Scientific classification
- Kingdom: Plantae
- Clade: Tracheophytes
- Clade: Angiosperms
- Clade: Magnoliids
- Order: Laurales
- Family: Lauraceae
- Genus: Cryptocarya
- Species: C. hypospodia
- Binomial name: Cryptocarya hypospodia F.Muell.
- Synonyms: Cryptocarya obovata var. hypospodia (F.Muell.) W.D.Francis; Cryptocarya multicostata Domin; Cryptocarya obovata var. tropica F.M.Bailey; Cryptocarya percrassa Kosterm.;

= Cryptocarya hypospodia =

- Genus: Cryptocarya
- Species: hypospodia
- Authority: F.Muell.
- Conservation status: LC
- Synonyms: Cryptocarya obovata var. hypospodia (F.Muell.) W.D.Francis, Cryptocarya multicostata Domin, Cryptocarya obovata var. tropica F.M.Bailey, Cryptocarya percrassa Kosterm.

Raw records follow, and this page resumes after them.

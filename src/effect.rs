//! Effects - side effects declared by the reducer

#[derive(Clone, Debug, PartialEq)]
pub enum Effect {
    LoadCollection { limit: usize },
    LoadDetail { name: String },
    /// Detail screen was left; drop any in-flight detail load
    CancelDetail,
}
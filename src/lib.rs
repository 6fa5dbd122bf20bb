//! Pokedex TUI - paginated PokeAPI browser on tui-dispatch
//!
//! The library exposes the loaders, store pieces and screens for testing.

pub mod action;
pub mod api;
pub mod collection;
pub mod components;
pub mod config;
pub mod detail;
pub mod effect;
pub mod logging;
pub mod mapper;
pub mod pagination;
pub mod reducer;
pub mod state;
pub mod theme;
//! Static color tables: type palettes and stat severity

use ratatui::style::Color;

use crate::detail::Severity;

pub const BG_BASE: Color = Color::Rgb(12, 18, 28);
pub const BG_PANEL: Color = Color::Rgb(20, 32, 46);
pub const BG_HIGHLIGHT: Color = Color::Rgb(28, 92, 110);
pub const TEXT_MAIN: Color = Color::Rgb(232, 242, 244);
pub const TEXT_DIM: Color = Color::Rgb(176, 195, 207);
pub const ACCENT_TEAL: Color = Color::Rgb(72, 204, 184);
pub const ACCENT_GOLD: Color = Color::Rgb(228, 176, 88);
pub const ERROR_RED: Color = Color::Rgb(226, 88, 88);

/// Gradient pair for one type badge
#[derive(Clone, Copy, Debug, PartialEq, Eq)]
pub struct TypePalette {
    pub base: Color,
    pub accent: Color,
}

const NEUTRAL: TypePalette = TypePalette {
    base: Color::Rgb(104, 112, 120),
    accent: Color::Rgb(150, 158, 166),
};

pub fn type_palette(name: &str) -> TypePalette {
    let (base, accent) = match name {
        "normal" => ((168, 167, 122), (198, 198, 167)),
        "fire" => ((238, 129, 48), (245, 172, 120)),
        "water" => ((99, 144, 240), (157, 183, 245)),
        "electric" => ((247, 208, 44), (250, 224, 120)),
        "grass" => ((122, 199, 76), (167, 219, 141)),
        "ice" => ((150, 217, 214), (188, 230, 230)),
        "fighting" => ((194, 46, 40), (214, 120, 115)),
        "poison" => ((163, 62, 161), (195, 122, 194)),
        "ground" => ((226, 191, 101), (235, 214, 157)),
        "flying" => ((169, 143, 243), (198, 183, 245)),
        "psychic" => ((249, 85, 135), (250, 146, 178)),
        "bug" => ((166, 185, 26), (198, 209, 110)),
        "rock" => ((182, 161, 54), (209, 193, 125)),
        "ghost" => ((115, 87, 151), (162, 146, 188)),
        "dragon" => ((111, 53, 252), (162, 125, 250)),
        "dark" => ((112, 87, 70), (162, 146, 136)),
        "steel" => ((183, 183, 206), (209, 209, 224)),
        "fairy" => ((214, 133, 173), (244, 189, 201)),
        _ => return NEUTRAL,
    };
    TypePalette {
        base: rgb(base),
        accent: rgb(accent),
    }
}

pub fn severity_color(severity: Severity) -> Color {
    match severity {
        Severity::Low => Color::Rgb(243, 68, 68),
        Severity::Fair => Color::Rgb(255, 127, 15),
        Severity::Good => Color::Rgb(255, 221, 87),
        Severity::Great => Color::Rgb(160, 229, 21),
        Severity::Excellent => Color::Rgb(35, 205, 94),
    }
}

/// Scale a color toward the panel background by `opacity` in `0.0..=1.0`
pub fn fade(color: Color, opacity: f32) -> Color {
    let opacity = opacity.clamp(0.0, 1.0);
    match (color, BG_PANEL) {
        (Color::Rgb(r, g, b), Color::Rgb(br, bg, bb)) => Color::Rgb(
            mix(br, r, opacity),
            mix(bg, g, opacity),
            mix(bb, b, opacity),
        ),
        (other, _) => other,
    }
}

fn mix(from: u8, to: u8, t: f32) -> u8 {
    let value = from as f32 + (to as f32 - from as f32) * t;
    value.round().clamp(0.0, 255.0) as u8
}

fn rgb((r, g, b): (u8, u8, u8)) -> Color {
    Color::Rgb(r, g, b)
}
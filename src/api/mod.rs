//! PokeAPI transport: endpoint layout, error taxonomy and the HTTP upstream

pub(crate) mod wire;

use std::fmt;
use std::time::Duration;

use async_trait::async_trait;
use serde_json::Value;

pub const DEFAULT_API_BASE: &str = "https://pokeapi.co/api/v2";

/// Which request of a loader failed
#[derive(Clone, Copy, Debug, PartialEq, Eq)]
pub enum Phase {
    List,
    Detail,
    Species,
}

impl fmt::Display for Phase {
    fn fmt(&self, f: &mut fmt::Formatter<'_>) -> fmt::Result {
        let label = match self {
            Phase::List => "list",
            Phase::Detail => "detail",
            Phase::Species => "species",
        };
        f.write_str(label)
    }
}

#[derive(thiserror::Error, Clone, Debug, PartialEq)]
pub enum FetchError {
    #[error("network error: {0}")]
    Network(String),
    #[error("HTTP {status} from {url}")]
    HttpStatus { status: u16, url: String },
    #[error("malformed data: {0}")]
    MalformedData(String),
    #[error("{phase} request failed: {source}")]
    Phase {
        phase: Phase,
        #[source]
        source: Box<FetchError>,
    },
}

impl FetchError {
    pub fn in_phase(self, phase: Phase) -> Self {
        match self {
            FetchError::Phase { .. } => self,
            other => FetchError::Phase {
                phase,
                source: Box::new(other),
            },
        }
    }

    pub fn phase(&self) -> Option<Phase> {
        match self {
            FetchError::Phase { phase, .. } => Some(*phase),
            _ => None,
        }
    }
}

/// Read-only JSON source the loaders pull from
#[async_trait]
pub trait Upstream: Send + Sync {
    async fn get_json(&self, url: &str) -> Result<Value, FetchError>;
}

/// URL layout of the three upstream resources
#[derive(Clone, Debug, PartialEq, Eq)]
pub struct Endpoints {
    base: String,
}

impl Endpoints {
    pub fn new(base: impl Into<String>) -> Self {
        let base = base.into();
        Self {
            base: base.trim_end_matches('/').to_string(),
        }
    }

    pub fn list(&self, limit: usize) -> String {
        format!("{}/pokemon?limit={limit}", self.base)
    }

    pub fn detail(&self, name: &str) -> String {
        format!("{}/pokemon/{name}", self.base)
    }

    pub fn species(&self, name: &str) -> String {
        format!("{}/pokemon-species/{name}", self.base)
    }
}

impl Default for Endpoints {
    fn default() -> Self {
        Self::new(DEFAULT_API_BASE)
    }
}

/// `Upstream` backed by a shared reqwest client
#[derive(Clone, Debug)]
pub struct HttpUpstream {
    client: reqwest::Client,
}

impl HttpUpstream {
    /// Fails when the client cannot be initialized (TLS backend, resolver).
    pub fn new(timeout: Duration) -> Result<Self, FetchError> {
        let client = reqwest::Client::builder()
            .timeout(timeout)
            .build()
            .map_err(|err| FetchError::Network(format!("client setup failed: {err}")))?;
        Ok(Self { client })
    }
}

#[async_trait]
impl Upstream for HttpUpstream {
    async fn get_json(&self, url: &str) -> Result<Value, FetchError> {
        tracing::debug!(url, "GET");
        let response = self
            .client
            .get(url)
            .send()
            .await
            .map_err(|err| FetchError::Network(err.to_string()))?;
        let status = response.status();
        if !status.is_success() {
            return Err(FetchError::HttpStatus {
                status: status.as_u16(),
                url: url.to_string(),
            });
        }
        response
            .json::<Value>()
            .await
            .map_err(|err| FetchError::MalformedData(err.to_string()))
    }
}

pub(crate) fn pointer_string(value: &Value, pointer: &str) -> Option<String> {
    value
        .pointer(pointer)
        .and_then(|val| val.as_str())
        .map(|s| s.to_string())
}

pub(crate) fn pointer_u32(value: &Value, pointer: &str) -> Option<u32> {
    value
        .pointer(pointer)
        .and_then(|val| val.as_u64())
        .and_then(|n| u32::try_from(n).ok())
}
#[cfg(test)]
mod tests {
    use rusty_money::{Money, iso::USD};
    use testresult::TestResult;

    use crate::shop::errors::ErrorKind;

    use super::*;

    fn app() -> TestResult<(ShoppingApp, ProductId)> {
        let mut catalog = Catalog::new(USD);
        let boots = catalog.add_category("Boots");
        let product = catalog.add_product(NewProduct::new(
            "Leather Boots",
            boots,
            Money::from_minor(19999, USD),
        ))?;

        let mut app = ShoppingApp::new(catalog);
        app.register("user1", "pass123")?;
        app.insert_user(User::new("admin", "admin123", UserType::Admin))?;

        Ok((app, product.id))
    }

    #[test]
    fn login_opens_session_and_marks_user_authenticated() -> TestResult {
        let (mut app, _) = app()?;

        let token = app.login("user1", "pass123")?;

        assert_eq!(app.session(token)?.username(), "user1");
        assert_eq!(
            app.user("user1").and_then(User::session),
            Some(token),
            "user should hold the session token"
        );

        Ok(())
    }

    #[test]
    fn login_rejects_unknown_user_and_bad_password() -> TestResult {
        let (mut app, _) = app()?;

        assert_eq!(
            app.login("nobody", "pass123"),
            Err(ShopError::InvalidCredentials)
        );
        assert_eq!(
            app.login("user1", "wrong"),
            Err(ShopError::InvalidCredentials)
        );
        assert!(!app.user("user1").is_some_and(User::is_authenticated));

        Ok(())
    }

    #[test]
    fn failed_login_keeps_existing_session() -> TestResult {
        let (mut app, _) = app()?;
        let token = app.login("user1", "pass123")?;

        assert!(app.login("user1", "wrong").is_err());
        assert!(app.session(token).is_ok());

        Ok(())
    }

    #[test]
    fn second_login_replaces_first_session() -> TestResult {
        let (mut app, product_id) = app()?;
        let first = app.login("user1", "pass123")?;
        app.add_to_cart(first, product_id, 1)?;

        let second = app.login("user1", "pass123")?;

        assert_eq!(app.session(first).err(), Some(ShopError::Unauthenticated));
        assert!(app.cart(second)?.is_empty());

        Ok(())
    }

    #[test]
    fn logout_ends_session_and_is_idempotent() -> TestResult {
        let (mut app, _) = app()?;
        let token = app.login("user1", "pass123")?;

        app.logout(token);
        app.logout(token);

        assert_eq!(app.cart(token).err(), Some(ShopError::Unauthenticated));
        assert!(!app.user("user1").is_some_and(User::is_authenticated));

        Ok(())
    }

    #[test]
    fn register_rejects_taken_username() -> TestResult {
        let (mut app, _) = app()?;

        let admin = app.login("admin", "admin123")?;

        let result = app.register("user1", "other");
        let created = app.create_user(admin, "user1", "other", UserType::Admin);

        assert_eq!(result, Err(ShopError::UsernameTaken("user1".to_string())));
        assert_eq!(created, Err(ShopError::UsernameTaken("user1".to_string())));
        assert_eq!(
            app.user("user1").map(User::user_type),
            Some(UserType::Regular)
        );

        Ok(())
    }

    #[test]
    fn open_registration_creates_shoppers_only() -> TestResult {
        let (mut app, product_id) = app()?;

        app.register("mallory", "secret")?;
        let token = app.login("mallory", "secret")?;

        assert_eq!(
            app.user("mallory").map(User::user_type),
            Some(UserType::Regular)
        );
        assert_eq!(
            app.remove_product(token, product_id),
            Err(ShopError::Unauthorized {
                required: UserType::Admin
            })
        );
        assert!(app.catalog().product(product_id).is_some());

        Ok(())
    }

    #[test]
    fn only_admins_create_users() -> TestResult {
        let (mut app, _) = app()?;
        let shopper = app.login("user1", "pass123")?;
        let admin = app.login("admin", "admin123")?;

        let by_shopper = app.create_user(shopper, "eve", "secret", UserType::Admin);

        assert_eq!(
            by_shopper.map_err(|error| error.kind()),
            Err(ErrorKind::Unauthorized)
        );
        assert!(app.user("eve").is_none());

        app.create_user(admin, "clerk", "secret", UserType::Admin)?;
        let clerk = app.login("clerk", "secret")?;

        assert_eq!(app.session(clerk)?.user_type(), UserType::Admin);

        Ok(())
    }

    #[test]
    fn admin_has_no_cart() -> TestResult {
        let (mut app, product_id) = app()?;
        let admin = app.login("admin", "admin123")?;

        let cart = app.cart(admin).map(Cart::len);
        let add = app.add_to_cart(admin, product_id, 1);

        assert_eq!(
            cart.map_err(|error| error.kind()),
            Err(ErrorKind::Unauthorized)
        );
        assert_eq!(
            add.map_err(|error| error.kind()),
            Err(ErrorKind::Unauthorized)
        );

        Ok(())
    }

    #[test]
    fn add_to_cart_unknown_product_is_not_found() -> TestResult {
        let (mut app, _) = app()?;
        let token = app.login("user1", "pass123")?;

        let result = app.add_to_cart(token, ProductId::new(99), 1);

        assert_eq!(
            result,
            Err(ShopError::Catalog(CatalogError::ProductNotFound(
                ProductId::new(99)
            )))
        );

        Ok(())
    }

    #[test]
    fn checkout_records_completed_payment() -> TestResult {
        let (mut app, product_id) = app()?;
        let token = app.login("user1", "pass123")?;
        app.add_to_cart(token, product_id, 2)?;

        let payment = app.checkout(token, PaymentMethod::CreditCard)?;

        assert!(payment.is_completed());
        assert_eq!(payment.amount(), Money::from_minor(39998, USD));
        assert_eq!(app.payments(), [payment]);
        assert!(app.cart(token)?.is_empty());

        Ok(())
    }

    #[test]
    fn checkout_empty_cart_creates_no_payment() -> TestResult {
        let (mut app, _) = app()?;
        let token = app.login("user1", "pass123")?;

        let result = app.checkout(token, PaymentMethod::Upi);

        assert_eq!(result, Err(ShopError::EmptyCart));
        assert!(app.payments().is_empty());

        Ok(())
    }
}
//! Integration tests for a shopper's journey through the demo store.
//!
//! The bundled seed data has:
//!
//! 1. Leather Boots - $199.99
//! 2. Winter Coat - $249.99
//! 3. Denim Jacket - $99.99
//! 4. Sports Cap - $29.99
//!
//! Two boots and one coat cost 2 x $199.99 + $249.99 = $649.97.

use rusty_money::{Money, iso::USD};
use testresult::TestResult;

use bazaar::prelude::*;

fn store() -> TestResult<ShoppingApp> {
    Ok(Fixture::embedded()?.into_app()?)
}

#[test]
fn cart_total_matches_worked_example() -> TestResult {
    let mut app = store()?;
    let token = app.login("user1", "pass123")?;

    app.add_to_cart(token, ProductId::new(1), 2)?;
    app.add_to_cart(token, ProductId::new(2), 1)?;

    assert_eq!(app.cart(token)?.total()?, Money::from_minor(64997, USD));

    Ok(())
}

#[test]
fn repeated_adds_merge_into_one_line() -> TestResult {
    let mut app = store()?;
    let token = app.login("user1", "pass123")?;

    app.add_to_cart(token, ProductId::new(4), 1)?;
    app.add_to_cart(token, ProductId::new(4), 3)?;

    let cart = app.cart(token)?;

    assert_eq!(cart.len(), 1);
    assert_eq!(
        cart.get_item(ProductId::new(4)).map(CartItem::quantity),
        Some(4)
    );
    assert_eq!(cart.total()?, Money::from_minor(11996, USD));

    Ok(())
}

#[test]
fn total_tracks_every_mutation() -> TestResult {
    let mut app = store()?;
    let token = app.login("user1", "pass123")?;

    let steps: [(u64, i64); 6] = [(1, 1), (3, 2), (1, 1), (4, 5), (2, 1), (3, 1)];
    let mut expected = 0_i64;

    for (product_id, quantity) in steps {
        let product_id = ProductId::new(product_id);
        let price = app
            .catalog()
            .product(product_id)
            .map(|product| product.price.to_minor_units())
            .ok_or("missing seed product")?;

        app.add_to_cart(token, product_id, quantity)?;
        expected += price * quantity;

        assert_eq!(
            app.cart(token)?.total()?,
            Money::from_minor(expected, USD),
            "total after adding {quantity} of product {product_id}"
        );
    }

    app.update_cart_item(token, ProductId::new(4), 1)?;
    expected -= 4 * 2999;
    assert_eq!(app.cart(token)?.total()?, Money::from_minor(expected, USD));

    app.remove_from_cart(token, ProductId::new(3))?;
    expected -= 3 * 9999;
    assert_eq!(app.cart(token)?.total()?, Money::from_minor(expected, USD));

    app.update_cart_item(token, ProductId::new(1), 0)?;
    expected -= 2 * 19999;
    assert_eq!(app.cart(token)?.total()?, Money::from_minor(expected, USD));
    assert!(app.cart(token)?.get_item(ProductId::new(1)).is_none());

    Ok(())
}

#[test]
fn rejected_mutations_leave_cart_unchanged() -> TestResult {
    let mut app = store()?;
    let token = app.login("user1", "pass123")?;
    app.add_to_cart(token, ProductId::new(2), 1)?;

    let before = app.cart(token)?.total()?;

    let results = [
        app.add_to_cart(token, ProductId::new(2), 0),
        app.add_to_cart(token, ProductId::new(2), -3),
        app.add_to_cart(token, ProductId::new(99), 1),
        app.update_cart_item(token, ProductId::new(2), -1),
        app.update_cart_item(token, ProductId::new(3), 2),
        app.remove_from_cart(token, ProductId::new(3)),
    ];

    let kinds: Vec<Option<ErrorKind>> = results
        .iter()
        .map(|result| result.as_ref().err().map(ShopError::kind))
        .collect();

    assert_eq!(
        kinds,
        [
            Some(ErrorKind::InvalidArgument),
            Some(ErrorKind::InvalidArgument),
            Some(ErrorKind::NotFound),
            Some(ErrorKind::InvalidArgument),
            Some(ErrorKind::NotFound),
            Some(ErrorKind::NotFound),
        ]
    );
    assert_eq!(app.cart(token)?.total()?, before);
    assert_eq!(app.cart(token)?.len(), 1);

    Ok(())
}

#[test]
fn checkout_charges_total_and_empties_cart() -> TestResult {
    let mut app = store()?;
    let token = app.login("user1", "pass123")?;

    app.add_to_cart(token, ProductId::new(1), 2)?;
    app.add_to_cart(token, ProductId::new(2), 1)?;

    let payment = app.checkout(token, PaymentMethod::PayPal)?;

    assert_eq!(payment.amount(), Money::from_minor(64997, USD));
    assert_eq!(payment.method(), PaymentMethod::PayPal);
    assert_eq!(payment.status(), PaymentStatus::Completed);
    assert!(app.cart(token)?.is_empty());

    let second = app.checkout(token, PaymentMethod::PayPal);

    assert_eq!(second.map_err(|err| err.kind()), Err(ErrorKind::EmptyCart));
    assert_eq!(app.payments().len(), 1);

    Ok(())
}

#[test]
fn shopper_operations_need_a_session() -> TestResult {
    let mut app = store()?;
    let token = app.login("user1", "pass123")?;
    app.logout(token);

    assert_eq!(
        app.add_to_cart(token, ProductId::new(1), 1)
            .map_err(|err| err.kind()),
        Err(ErrorKind::Unauthenticated)
    );
    assert_eq!(
        app.checkout(token, PaymentMethod::Upi)
            .map_err(|err| err.kind()),
        Err(ErrorKind::Unauthenticated)
    );
    assert_eq!(
        app.login("user1", "nope").map_err(|err| err.kind()),
        Err(ErrorKind::Unauthenticated)
    );

    Ok(())
}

Species of flowering plant

Cryptocarya hypospodia, commonly known as northern laurel, white walnut, rib fruited pepperberry or north Queensland purple laurel, is species of flowering plant in the laurel family and is native to northern Australia and New Guinea. It is a tree with elliptic to egg-shaped leaves, pale brown and creamy-green flowers, and spherical black drupes.

==Description==
Cryptocarya hypospodia is a tree that typically grows to a height of up to 30 m, its stems usually buttressed and soft hairs on its twigs. Its leaves are elliptic to egg-shaped, 65–245 mm long and 25–135 mm wide on a petiole 7–17 mm long. The flowers are arranged in panicles longer than the leaves and are pale brown, creamy-green, and pleasantly perfumed. The perianth tube is 1.0–1.8 mm long, 1.3–1.5 mm wide and hairy near the tip. The outer tepals are 1.4–1.9 mm long and 0.7–1.1 mm wide and the inner tepals are 1.4–1.9 mm long and 1.1–1.5 mm wide. The outer anthers are 0.6–0.8 mm long and 0.5–0.7 mm wide, the inner anthers 0.6–0.8 mm long and 0.4–0.6 mm wide. Flowering occurs from November to May, and the fruit is a spherical black drupe 13–18 mm long and 12–17 mm wide with creamy cotyledons.

==Taxonomy==
Cryptocarya hypospodia was first formally described in 1866 by Ferdinand von Mueller in his Fragmenta phytographiae Australiae from specimens collected near Rockingham Bay.

==Distribution and habitat==
Northern laurel grows in rainforest and gallery forest from Cape York Peninsula and south to north-east and central eastern Queensland, on Croker Island in the Northern Territory and in New Guinea.

==Ecology==
The fruit of C. hypospodia is eaten by cassowaries and fruit-eating birds, and is food for larval stages of butterflies.